On a recent quiet morning, Regina Llanes Granillo placed her hands on a new mother’s body.
She and another midwife began a sobada, a Mayan abdominal massage meant to help the intestines settle back into place. With warm lavender and lemon balm oil, she traced slow circles across the stomach, the ladder of the intestines, the ovaries.
Her hands paused at the bellybutton, pressing lightly, searching for what she called a “heartbeat” — a psychic pulse that she said would reveal whether the body’s energy was too high or too low.
The ritual was a tribute not only to the child born months earlier, but to the transformation of her friend, Kay Nicte Cisneros García, into a new mother: a birth within a birth.

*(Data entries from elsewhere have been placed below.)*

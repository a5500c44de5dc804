// Licensed to the Apache Software Foundation (ASF) under one
// or more contributor license agreements.  See the NOTICE file
// distributed with this work for additional information
// regarding copyright ownership.  The ASF licenses this file
// to you under the Apache License, Version 2.0 (the
// "License"); you may not use this file except in compliance
// with the License.  You may obtain a copy of the License at
//
//   http://www.apache.org/licenses/LICENSE-2.0
//
// Unless required by applicable law or agreed to in writing,
// software distributed under the License is distributed on an
// "AS IS" BASIS, WITHOUT WARRANTIES OR CONDITIONS OF ANY
// KIND, either express or implied.  See the License for the
// specific language governing permissions and limitations
// under the License.
//! `arrayElement(arr, n)`: 1-based access, negative `n` counting from the
//! end. A miss yields the element type's default, or null when the element
//! type is nullable.

use std::sync::Arc;

use arrow::array::{
    Array, ArrayRef, AsArray, FixedSizeBinaryBuilder, PrimitiveArray, StringBuilder,
    StructArray, make_array,
};
use arrow::datatypes::{ArrowPrimitiveType, DataType};
use arrow_buffer::{NullBuffer, NullBufferBuilder};
use arrow_data::transform::MutableArrayData;

use crate::common::error::{FunctionError, Result};
use crate::exec::chunk::Column;
use crate::exec::chunk::array_column::{default_array, with_nulls};
use crate::exec::chunk::element_kind::{ElementVisitor, dispatch_element};

use super::common::{expect_array_type, int64_values, is_integer_type};
use super::gather::ArraySource;

const FN_NAME: &str = "arrayElement";

pub(super) fn return_type_array_element(args: &[Column]) -> Result<DataType> {
    let field = expect_array_type(args[0].data_type(), FN_NAME, 1)?;
    if !is_integer_type(args[1].data_type()) {
        return Err(FunctionError::illegal_type(format!(
            "Second argument for function {} must be integer, got {} instead.",
            FN_NAME,
            args[1].data_type()
        )));
    }
    Ok(field.data_type().clone())
}

/// Position inside a row of `len` elements, if `index` hits it.
fn resolve_index(len: usize, index: i64) -> Option<usize> {
    if index > 0 {
        let k = usize::try_from(index).ok()?;
        (k <= len).then(|| k - 1)
    } else if index < 0 {
        let k = usize::try_from(index.unsigned_abs()).ok()?;
        (k <= len).then(|| len - k)
    } else {
        None
    }
}

/// Tracks output validity in lock-step with the gathered positions.
struct NullMapBuilder<'a> {
    source: Option<&'a NullBuffer>,
    nulls: Option<NullBufferBuilder>,
}

impl<'a> NullMapBuilder<'a> {
    fn new(values: &'a ArrayRef, nullable: bool, capacity: usize) -> Self {
        Self {
            source: values.nulls(),
            nulls: nullable.then(|| NullBufferBuilder::new(capacity)),
        }
    }

    fn observe(&mut self, position: Option<usize>) {
        if let Some(nulls) = self.nulls.as_mut() {
            let valid = match (position, self.source) {
                (None, _) => false,
                (Some(pos), Some(source)) => source.is_valid(pos),
                (Some(_), None) => true,
            };
            nulls.append(valid);
        }
    }

    fn finish(self) -> Option<NullBuffer> {
        self.nulls.and_then(|mut nulls| nulls.finish())
    }
}

/// Gathers `values[positions[i]]`, or a default on a miss.
struct ElementGather<'a> {
    values: &'a ArrayRef,
    positions: &'a [Option<usize>],
    nullable: bool,
}

impl ElementGather<'_> {
    fn null_map(&self) -> NullMapBuilder<'_> {
        NullMapBuilder::new(self.values, self.nullable, self.positions.len())
    }
}

impl ElementVisitor for ElementGather<'_> {
    type Output = Result<ArrayRef>;

    fn visit_primitive<T: ArrowPrimitiveType>(self) -> Self::Output {
        let source = self.values.as_primitive_opt::<T>().ok_or_else(|| {
            FunctionError::illegal_column(format!(
                "Illegal column {} of first argument of function {}",
                self.values.data_type(),
                FN_NAME
            ))
        })?;
        let mut null_map = self.null_map();
        let mut out = Vec::with_capacity(self.positions.len());
        for position in self.positions {
            out.push(position.map_or(T::Native::default(), |pos| source.value(pos)));
            null_map.observe(*position);
        }
        let array = PrimitiveArray::<T>::new(out.into(), null_map.finish());
        Ok(Arc::new(array) as ArrayRef)
    }

    fn visit_fixed_string(self, width: i32) -> Self::Output {
        let source = self.values.as_fixed_size_binary();
        let zeros = vec![0u8; width.max(0) as usize];
        let mut null_map = self.null_map();
        let mut builder = FixedSizeBinaryBuilder::with_capacity(self.positions.len(), width);
        for position in self.positions {
            match position {
                Some(pos) => builder.append_value(source.value(*pos))?,
                None => builder.append_value(&zeros)?,
            }
            null_map.observe(*position);
        }
        let array = builder.finish();
        with_nulls(Arc::new(array) as ArrayRef, null_map.finish())
    }

    fn visit_string(self) -> Self::Output {
        let source = self.values.as_string::<i32>();
        let mut null_map = self.null_map();
        let mut builder = StringBuilder::with_capacity(self.positions.len(), 0);
        for position in self.positions {
            match position {
                Some(pos) => builder.append_value(source.value(*pos)),
                None => builder.append_value(""),
            }
            null_map.observe(*position);
        }
        with_nulls(Arc::new(builder.finish()) as ArrayRef, null_map.finish())
    }

    fn visit_generic(self) -> Self::Output {
        if matches!(self.values.data_type(), DataType::Struct(_)) {
            return gather_tuple(self);
        }
        let default = default_array(self.values.data_type(), 1)?;
        let sources = [self.values.to_data(), default.to_data()];
        let mut data = MutableArrayData::new(sources.iter().collect(), true, self.positions.len());
        let mut null_map = self.null_map();
        for position in self.positions {
            match position {
                Some(pos) => data.extend(0, *pos, *pos + 1),
                None => data.extend(1, 0, 1),
            }
            null_map.observe(*position);
        }
        let array = make_array(data.freeze());
        if self.nullable {
            with_nulls(array, null_map.finish())
        } else {
            Ok(array)
        }
    }
}

/// Tuples are gathered field by field with shared positions, then
/// reassembled.
fn gather_tuple(gather: ElementGather<'_>) -> Result<ArrayRef> {
    let tuple = gather.values.as_struct();
    let mut children = Vec::with_capacity(tuple.num_columns());
    for (field, child) in tuple.fields().iter().zip(tuple.columns()) {
        let child = dispatch_element(
            child.data_type(),
            ElementGather {
                values: child,
                positions: gather.positions,
                nullable: field.is_nullable(),
            },
        )?;
        children.push(child);
    }
    let nulls = gather.null_map().finish();
    if tuple.fields().is_empty() {
        return Ok(Arc::new(StructArray::new_empty_fields(gather.positions.len(), nulls)) as ArrayRef);
    }
    let array = StructArray::try_new(tuple.fields().clone(), children, nulls)?;
    Ok(Arc::new(array) as ArrayRef)
}

fn gather_elements(values: &ArrayRef, positions: &[Option<usize>], nullable: bool) -> Result<ArrayRef> {
    dispatch_element(
        values.data_type(),
        ElementGather {
            values,
            positions,
            nullable,
        },
    )
}

fn const_index(column: &Column) -> Result<Option<i64>> {
    let values = int64_values(column.data(), FN_NAME)?;
    Ok(values.is_valid(0).then(|| values.value(0)))
}

pub(super) fn eval_array_element(
    args: &[Column],
    _result_type: &DataType,
    rows: usize,
) -> Result<Column> {
    let source = ArraySource::from_column(&args[0], FN_NAME)?;
    let nullable = source.is_nullable();
    let index = &args[1];

    if index.is_const() {
        let Some(k) = const_index(index)? else {
            let positions = vec![None; if source.is_const() { 1 } else { rows }];
            let out = gather_elements(source.values(), &positions, nullable)?;
            return wrap(out, source.is_const(), rows);
        };
        if k == 0 {
            return Err(FunctionError::ZeroIndex("Array indices is 1-based".to_string()));
        }
        let physical_rows = if source.is_const() { 1 } else { rows };
        let positions = (0..physical_rows)
            .map(|row| {
                let (start, end) = source.row_span(row);
                resolve_index(end - start, k).map(|offset| start + offset)
            })
            .collect::<Vec<_>>();
        let out = gather_elements(source.values(), &positions, nullable)?;
        return wrap(out, source.is_const(), rows);
    }

    let indices = int64_values(index.data(), FN_NAME)?;
    let positions = (0..rows)
        .map(|row| {
            if indices.is_null(row) {
                return None;
            }
            let (start, end) = source.row_span(row);
            resolve_index(end - start, indices.value(row)).map(|offset| start + offset)
        })
        .collect::<Vec<_>>();
    let out = gather_elements(source.values(), &positions, nullable)?;
    Ok(Column::full(out))
}

fn wrap(out: ArrayRef, is_const: bool, rows: usize) -> Result<Column> {
    if is_const {
        Column::constant(out, rows)
    } else {
        Ok(Column::full(out))
    }
}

Then she bound Ms. Cisneros with shawls and led her to a bath infused with herbs. These are the kind of midwife practices rooted in Indigenous traditions and knowledge that an increasing number of women in Mexico are turning to, experts say.
Just as more women have been seeking out midwives and doulas in the United States and Europe over the last decade, interest has risen in Mexico, including in the capital, according to researchers, health experts and midwives.
Here, women navigating the sometimes isolating experience of motherhood say the traditions offer a more personal and meaningful approach to childbirth and postpartum care than conventional health centers, clinics or hospitals usually provide.